Closure and Reconstruction

The closure follows specific anatomic reconstruction principles to reinforce the abdominal wall:

  • Stay Sutures: Three 0 polyglycolic acid (PGA) interrupted sutures are placed at the superior midline (near the resected xiphoid).

  • Alignment: Three stay sutures are placed at the corner of the incision, and one at the lateral edge of the right rectus to align the abdominal wall.

  • Internal Retention: These sutures serve as internal retention sutures and allow for atraumatic retraction during the placement of running stitches, preventing crush injuries to the fascia.

  • Layered Closure: The transverse portion is closed in two layers (Layer 1: transverse muscles and posterior rectus sheath; Layer 2: oblique muscles and anterior rectus sheath) using a looped size 1 polydioxanone suture.

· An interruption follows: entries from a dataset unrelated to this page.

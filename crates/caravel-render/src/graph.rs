//! Dependency-ordered apply planning.
//!
//! Descriptors reference each other: a deployment binds env vars against
//! the release's config map and secret, and a service selects a
//! deployment's pods. Applying out of order would leave a window where a
//! workload starts without its configuration, so the planner sorts the
//! descriptor set topologically before anything touches an orchestrator.
//!
//! Ties are broken by resource kind (config maps first, services last)
//! and then by declaration order, which keeps the plan deterministic for
//! identical input.

use std::cmp::Reverse;
use std::collections::BinaryHeap;

use indexmap::{IndexMap, IndexSet};

use caravel_core::{BoundValue, ResourceDescriptor, ResourceId, ResourceKind};

use crate::error::{RenderError, Result};

/// Deterministic, dependency-respecting apply order for one release.
#[derive(Debug, Clone)]
pub struct ApplyPlan {
    descriptors: Vec<ResourceDescriptor>,
}

impl ApplyPlan {
    /// Descriptors in the order they must be applied.
    pub fn descriptors(&self) -> &[ResourceDescriptor] {
        &self.descriptors
    }

    /// Descriptors in the order they must be deleted (reverse apply order).
    pub fn teardown_order(&self) -> impl Iterator<Item = &ResourceDescriptor> {
        self.descriptors.iter().rev()
    }

    pub fn into_descriptors(self) -> Vec<ResourceDescriptor> {
        self.descriptors
    }

    pub fn len(&self) -> usize {
        self.descriptors.len()
    }

    pub fn is_empty(&self) -> bool {
        self.descriptors.is_empty()
    }
}

/// Rank used for tie-breaking between resources with no dependency
/// relation. Lower applies first.
fn kind_rank(kind: ResourceKind) -> u8 {
    match kind {
        ResourceKind::ConfigMap => 0,
        ResourceKind::Secret => 1,
        ResourceKind::Deployment => 2,
        ResourceKind::Service => 3,
    }
}

/// Sort descriptors into apply order.
///
/// Fails with `DuplicateIdentity` when two descriptors share a
/// kind/name pair and with `DependencyCycle` when the reference graph
/// loops. Neither can come from a well-formed configuration; the builder
/// only emits acyclic sets with unique identities.
pub fn plan(descriptors: Vec<ResourceDescriptor>) -> Result<ApplyPlan> {
    let mut ids: IndexSet<ResourceId> = IndexSet::new();
    for descriptor in &descriptors {
        if !ids.insert(descriptor.id()) {
            return Err(RenderError::DuplicateIdentity {
                id: descriptor.id(),
            });
        }
    }

    // Edges point from a dependency to its dependents.
    let mut dependents: IndexMap<usize, Vec<usize>> = IndexMap::new();
    let mut indegree = vec![0usize; descriptors.len()];
    for (idx, descriptor) in descriptors.iter().enumerate() {
        for dep in dependencies_of(descriptor, &descriptors) {
            dependents.entry(dep).or_default().push(idx);
            indegree[idx] += 1;
        }
    }

    // Kahn's algorithm with a priority queue so that independent
    // resources come out in (kind rank, declaration order).
    let mut ready: BinaryHeap<Reverse<(u8, usize)>> = descriptors
        .iter()
        .enumerate()
        .filter(|(idx, _)| indegree[*idx] == 0)
        .map(|(idx, d)| Reverse((kind_rank(d.id().kind), idx)))
        .collect();

    let mut ordered = Vec::with_capacity(descriptors.len());
    let mut order_of = vec![usize::MAX; descriptors.len()];
    while let Some(Reverse((_, idx))) = ready.pop() {
        order_of[idx] = ordered.len();
        ordered.push(idx);
        if let Some(deps) = dependents.get(&idx) {
            for &dependent in deps {
                indegree[dependent] -= 1;
                if indegree[dependent] == 0 {
                    let rank = kind_rank(descriptors[dependent].id().kind);
                    ready.push(Reverse((rank, dependent)));
                }
            }
        }
    }

    if ordered.len() != descriptors.len() {
        for (idx, descriptor) in descriptors.iter().enumerate() {
            if order_of[idx] == usize::MAX {
                return Err(RenderError::DependencyCycle {
                    id: descriptor.id(),
                });
            }
        }
    }

    let mut paired: Vec<(usize, ResourceDescriptor)> = descriptors
        .into_iter()
        .enumerate()
        .map(|(idx, descriptor)| (order_of[idx], descriptor))
        .collect();
    paired.sort_by_key(|(position, _)| *position);
    let descriptors = paired.into_iter().map(|(_, descriptor)| descriptor).collect();

    Ok(ApplyPlan { descriptors })
}

/// Indices of the descriptors `descriptor` depends on.
fn dependencies_of(descriptor: &ResourceDescriptor, all: &[ResourceDescriptor]) -> Vec<usize> {
    let mut deps = Vec::new();
    match descriptor {
        ResourceDescriptor::Deployment(deployment) => {
            let mut wanted: IndexSet<ResourceId> = IndexSet::new();
            for binding in &deployment.env {
                match &binding.value {
                    BoundValue::ConfigMapRef { resource, .. } => {
                        wanted.insert(ResourceId::new(ResourceKind::ConfigMap, resource.clone()));
                    }
                    BoundValue::SecretRef { resource, .. } => {
                        wanted.insert(ResourceId::new(ResourceKind::Secret, resource.clone()));
                    }
                    BoundValue::Literal(_) => {}
                }
            }
            for (idx, candidate) in all.iter().enumerate() {
                if wanted.contains(&candidate.id()) {
                    deps.push(idx);
                }
            }
        }
        ResourceDescriptor::Service(service) => {
            for (idx, candidate) in all.iter().enumerate() {
                if let ResourceDescriptor::Deployment(deployment) = candidate {
                    if deployment.labels == service.selector {
                        deps.push(idx);
                    }
                }
            }
        }
        ResourceDescriptor::ConfigMap(_) | ResourceDescriptor::Secret(_) => {}
    }
    deps
}

#[cfg(test)]
mod tests {
    use super::*;
    use crate::builder::DescriptorBuilder;
    use crate::testutil::two_tier_config;
    use caravel_core::resolve;

    fn rendered() -> Vec<ResourceDescriptor> {
        let config = two_tier_config();
        let (mut config_partition, secret_partition) = caravel_core::partition(&config).unwrap();
        let topology = resolve(&config).unwrap();
        for (key, value) in &topology.derived_config {
            config_partition.insert(key.clone(), value.clone());
        }
        DescriptorBuilder::new("demo", &config, &topology, config_partition, secret_partition)
            .build()
            .unwrap()
    }

    fn ids(plan: &ApplyPlan) -> Vec<String> {
        plan.descriptors().iter().map(|d| d.id().to_string()).collect()
    }

    #[test]
    fn test_plan_orders_configuration_before_workloads() {
        let plan = plan(rendered()).unwrap();
        assert_eq!(
            ids(&plan),
            vec![
                "ConfigMap/demo-config",
                "Secret/demo-secrets",
                "Deployment/frontend",
                "Deployment/backend",
                "Service/frontend",
                "Service/backend",
            ]
        );
    }

    #[test]
    fn test_plan_respects_dependencies_for_any_input_order() {
        let mut shuffled = rendered();
        shuffled.reverse();
        let plan = plan(shuffled).unwrap();
        let position = |wanted: &str| {
            ids(&plan)
                .iter()
                .position(|id| id == wanted)
                .unwrap_or_else(|| panic!("missing {wanted}"))
        };
        assert!(position("ConfigMap/demo-config") < position("Deployment/frontend"));
        assert!(position("Secret/demo-secrets") < position("Deployment/backend"));
        assert!(position("Deployment/frontend") < position("Service/frontend"));
        assert!(position("Deployment/backend") < position("Service/backend"));
    }

    #[test]
    fn test_plan_rejects_duplicate_identity() {
        let mut descriptors = rendered();
        let dup = descriptors[0].clone();
        descriptors.push(dup);
        let err = plan(descriptors).unwrap_err();
        assert!(
            matches!(err, RenderError::DuplicateIdentity { ref id } if id.to_string() == "ConfigMap/demo-config")
        );
    }

    #[test]
    fn test_teardown_order_is_reverse_of_apply_order() {
        let plan = plan(rendered()).unwrap();
        let forward: Vec<String> = ids(&plan);
        let backward: Vec<String> = plan
            .teardown_order()
            .map(|d| d.id().to_string())
            .collect();
        let mut reversed = forward.clone();
        reversed.reverse();
        assert_eq!(backward, reversed);
    }
}
//! Rollback command

use console::style;

use crate::commands::Environment;
use crate::display;
use crate::error::Result;

pub async fn run(name: &str, target_version: u32, env: &Environment) -> Result<()> {
    let manager = env.manager()?;
    let release = manager.rollback(name, target_version).await?;

    println!(
        "{} rolled back release {} to the content of version {} (now version {})",
        style("✓").green(),
        style(&release.name).bold(),
        target_version,
        release.version
    );
    display::print_release(&release);
    Ok(())
}
//! Caravel Render - Deterministic descriptor rendering
//!
//! Turns a validated `ReleaseConfiguration` into an apply-ordered set of
//! resource descriptors:
//! - `render`: the full pipeline (validate, partition, resolve, build, order)
//! - `DescriptorBuilder`: descriptor construction from resolved topology
//! - `plan` / `ApplyPlan`: dependency-graph apply ordering
//! - `DiffEngine`: change detection between two rendered sets

pub mod builder;
pub mod diff;
pub mod error;
pub mod graph;
pub mod pipeline;

#[cfg(test)]
pub(crate) mod testutil;

pub use builder::DescriptorBuilder;
pub use diff::{ChangeType, DiffContent, DiffEngine, DiffLine, DiffResult, LineType, ResourceChange};
pub use error::{RenderError, Result};
pub use graph::{plan, ApplyPlan};
pub use pipeline::{render, RenderOptions, RenderOutput};
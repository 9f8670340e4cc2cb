//! Release lifecycle manager.
//!
//! One entry point per lifecycle transition: install, upgrade, rollback,
//! uninstall, plus the read-only status/history/list calls. Each
//! transition renders, persists the new release version, then walks the
//! apply order one resource at a time, saving progress after every
//! orchestrator acknowledgment. A mid-sequence rejection halts the walk
//! and leaves the release `Degraded` with the last applied index;
//! re-invoking the same call resumes from the next resource instead of
//! starting over. Nothing here rolls back implicitly.

use std::collections::HashSet;
use std::sync::Mutex;

use tracing::{info, warn};

use caravel_core::{ReleaseConfiguration, ResourceDescriptor, ResourceId};
use caravel_render::{render, ChangeType, DiffEngine, RenderOptions};

use crate::error::{DeployError, Result};
use crate::orchestrator::Orchestrator;
use crate::release::{ConditionStatus, Release, ReleaseState};
use crate::store::StateStore;

pub struct ReleaseManager<S, O> {
    store: S,
    orchestrator: O,
    options: RenderOptions,
    // Mutual exclusion scope keyed by release name: only one lifecycle
    // transition may be in flight per name at a time.
    in_flight: Mutex<HashSet<String>>,
}

/// Removes the release name from the in-flight set when the operation
/// ends, including on error and cancellation.
struct OperationGuard<'a> {
    in_flight: &'a Mutex<HashSet<String>>,
    name: String,
}

impl Drop for OperationGuard<'_> {
    fn drop(&mut self) {
        self.in_flight
            .lock()
            .unwrap_or_else(|e| e.into_inner())
            .remove(&self.name);
    }
}
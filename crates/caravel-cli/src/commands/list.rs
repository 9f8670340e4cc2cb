//! List command

use console::style;

use crate::commands::Environment;
use crate::display;
use crate::error::Result;

pub async fn run(env: &Environment) -> Result<()> {
    let manager = env.manager()?;
    let releases = manager.list().await?;
    if releases.is_empty() {
        println!("{}", style("no releases installed").dim());
        return Ok(());
    }
    display::print_release_table(&releases);
    Ok(())
}
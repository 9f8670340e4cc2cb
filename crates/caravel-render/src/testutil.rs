//! Shared fixtures for the rendering tests.

use caravel_core::ReleaseConfiguration;

/// Two-tier configuration used across the rendering tests: frontend on
/// 3000 exposed externally on 30080, backend on 8000 internal-only,
/// backend env wired to the secret partition.
pub const TWO_TIER_YAML: &str = r#"
frontend:
  name: frontend
  image:
    repository: ghcr.io/acme/todo-frontend
    tag: "1.4.2"
  replicaCount: 2
  containerPort: 3000
  env:
    - name: BACKEND_URL
      configKey: backendUrl
  probes:
    readiness:
      path: /
      period: 5s
  expose:
    kind: external
    externalPort: 30080
backend:
  name: backend
  image:
    repository: ghcr.io/acme/todo-backend
    tag: "1.4.2"
  containerPort: 8000
  env:
    - name: DATABASE_URL
      secretKey: databaseUrl
    - name: OPENAI_API_KEY
      secretKey: openaiApiKey
    - name: FRONTEND_URL
      configKey: frontendUrl
    - name: LOG_LEVEL
      literal: info
  probes:
    liveness:
      path: /health
      initialDelay: 10s
      failureThreshold: 3
    readiness:
      path: /health
  expose:
    kind: internal
config:
  appEnv: production
secrets:
  databaseUrl: postgres://todo:hunter2@db:5432/todo
  openaiApiKey: sk-test-123
"#;

pub fn two_tier_config() -> ReleaseConfiguration {
    ReleaseConfiguration::from_yaml(TWO_TIER_YAML).unwrap()
}
//! Secret/config partitioning
//!
//! This module is the single choke point between sensitive and
//! non-sensitive data. A `SecretPartition` never exposes its values
//! through `Debug` or `Display`; anything that prints one gets key names
//! only. Full serialization exists solely so descriptors can reach the
//! orchestrator.

use indexmap::IndexMap;
use serde::{Deserialize, Serialize};

use crate::config::ReleaseConfiguration;

/// The non-sensitive partition; serializes and displays freely
#[derive(Debug, Clone, Default, PartialEq, Serialize, Deserialize)]
#[serde(transparent)]
pub struct ConfigPartition {
    data: IndexMap<String, String>,
}

impl ConfigPartition {
    pub fn get(&self, key: &str) -> Option<&str> {
        self.data.get(key).map(String::as_str)
    }

    pub fn contains_key(&self, key: &str) -> bool {
        self.data.contains_key(key)
    }

    pub fn keys(&self) -> impl Iterator<Item = &str> {
        self.data.keys().map(String::as_str)
    }

    pub fn iter(&self) -> impl Iterator<Item = (&str, &str)> {
        self.data.iter().map(|(k, v)| (k.as_str(), v.as_str()))
    }

    pub fn len(&self) -> usize {
        self.data.len()
    }

    pub fn is_empty(&self) -> bool {
        self.data.is_empty()
    }

    /// Insert a resolver-derived entry
    ///
    /// Returns the previous value when the key was already present, so the
    /// caller can detect disagreement with operator-supplied data.
    pub fn insert(&mut self, key: String, value: String) -> Option<String> {
        self.data.insert(key, value)
    }
}

/// The sensitive partition
///
/// Values are private. `Debug` and `Display` redact; use
/// [`SecretPartition::reveal`] only where the real value must flow to the
/// orchestrator.
#[derive(Clone, Default, PartialEq, Serialize, Deserialize)]
#[serde(transparent)]
pub struct SecretPartition {
    data: IndexMap<String, String>,
}

impl SecretPartition {
    /// Build a partition from raw entries
    pub fn from_entries(data: IndexMap<String, String>) -> Self {
        Self { data }
    }

    pub fn contains_key(&self, key: &str) -> bool {
        self.data.contains_key(key)
    }

    pub fn keys(&self) -> impl Iterator<Item = &str> {
        self.data.keys().map(String::as_str)
    }

    pub fn len(&self) -> usize {
        self.data.len()
    }

    pub fn is_empty(&self) -> bool {
        self.data.is_empty()
    }

    /// Access a secret value for wire serialization
    pub fn reveal(&self, key: &str) -> Option<&str> {
        self.data.get(key).map(String::as_str)
    }

    /// Key names with values replaced by a redaction marker
    pub fn redacted(&self) -> IndexMap<String, String> {
        self.data
            .keys()
            .map(|k| (k.clone(), REDACTED.to_string()))
            .collect()
    }
}

/// Marker emitted wherever a secret value would otherwise appear
pub const REDACTED: &str = "<redacted>";

impl std::fmt::Debug for SecretPartition {
    fn fmt(&self, f: &mut std::fmt::Formatter<'_>) -> std::fmt::Result {
        f.debug_struct("SecretPartition")
            .field("keys", &self.data.keys().collect::<Vec<_>>())
            .finish()
    }
}

impl std::fmt::Display for SecretPartition {
    fn fmt(&self, f: &mut std::fmt::Formatter<'_>) -> std::fmt::Result {
        write!(
            f,
            "[{}]",
            self.data.keys().cloned().collect::<Vec<_>>().join(", ")
        )
    }
}

/// Split a configuration into its two partitions
///
/// Assumes disjointness was already validated; re-checks it here because
/// leaking a secret into the config map is the one failure this module
/// exists to prevent.
pub fn partition(
    config: &ReleaseConfiguration,
) -> crate::error::Result<(ConfigPartition, SecretPartition)> {
    for key in config.secrets.keys() {
        if config.config.contains_key(key) {
            return Err(crate::error::CoreError::conflict(format!(
                "key '{}' exists in both partitions",
                key
            )));
        }
    }

    let config_partition = ConfigPartition {
        data: config.config.clone(),
    };
    let secret_partition = SecretPartition {
        data: config.secrets.clone(),
    };

    Ok((config_partition, secret_partition))
}

#[cfg(test)]
mod tests {
    use super::*;
    use crate::config::fixtures;

    #[test]
    fn test_partition_splits_disjoint_mappings() {
        let cfg = fixtures::two_tier();
        let (config, secrets) = partition(&cfg).unwrap();

        assert_eq!(config.get("appEnv"), Some("production"));
        assert!(secrets.contains_key("databaseUrl"));
        assert!(!config.contains_key("databaseUrl"));
    }

    #[test]
    fn test_debug_never_shows_secret_values() {
        let cfg = fixtures::two_tier();
        let (_, secrets) = partition(&cfg).unwrap();

        let debug = format!("{:?}", secrets);
        let display = format!("{}", secrets);

        assert!(debug.contains("databaseUrl"));
        assert!(!debug.contains("hunter2"));
        assert!(!display.contains("hunter2"));
        assert!(!display.contains("sk-test-123"));
    }

    #[test]
    fn test_redacted_keeps_keys_only() {
        let cfg = fixtures::two_tier();
        let (_, secrets) = partition(&cfg).unwrap();

        let redacted = secrets.redacted();
        assert_eq!(redacted.get("databaseUrl").map(String::as_str), Some(REDACTED));
        assert_eq!(redacted.len(), secrets.len());
    }

    #[test]
    fn test_overlapping_key_is_a_conflict() {
        let mut cfg = fixtures::two_tier();
        cfg.config
            .insert("databaseUrl".to_string(), "oops".to_string());

        let err = partition(&cfg).unwrap_err();
        assert!(err.to_string().contains("both partitions"));
    }

    #[test]
    fn test_reveal_returns_real_value() {
        let cfg = fixtures::two_tier();
        let (_, secrets) = partition(&cfg).unwrap();
        assert_eq!(secrets.reveal("openaiApiKey"), Some("sk-test-123"));
    }
}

Clinical Results and Observations

A study of 137 laparotomies performed at M. D. Anderson Cancer Center (2005–2008) provides a benchmark for the efficacy of this incision.

  • Patient Demographics: The majority of patients underwent hepatic resection (109 patients), with others undergoing resections for pancreatic (6), gastric (11), and soft tissue (11) malignancies.

  • Obesity Factor: 61% of hepatic resection patients had a BMI ≥ 25, highlighting the incision's utility in patients with significant body habitus.

  • Wound Complications: The rate of wound infections or seromas was 8.8% (12 patients).

  • Incisional Hernia: The rate was 10.9% (15 patients). While higher than some previous reports, this is attributed to the relative obesity of the patient population studied.

Conclusion

The modified Makuuchi incision is a robust surgical approach for foregut procedures. It balances the need for extensive surgical exposure—particularly in cases involving large tumors or high-BMI patients—with the necessity of preserving abdominal wall function. By avoiding the division of intercostal muscles and protecting the periumbilical blood supply, the technique minimizes postoperative pain and promotes anatomical recovery.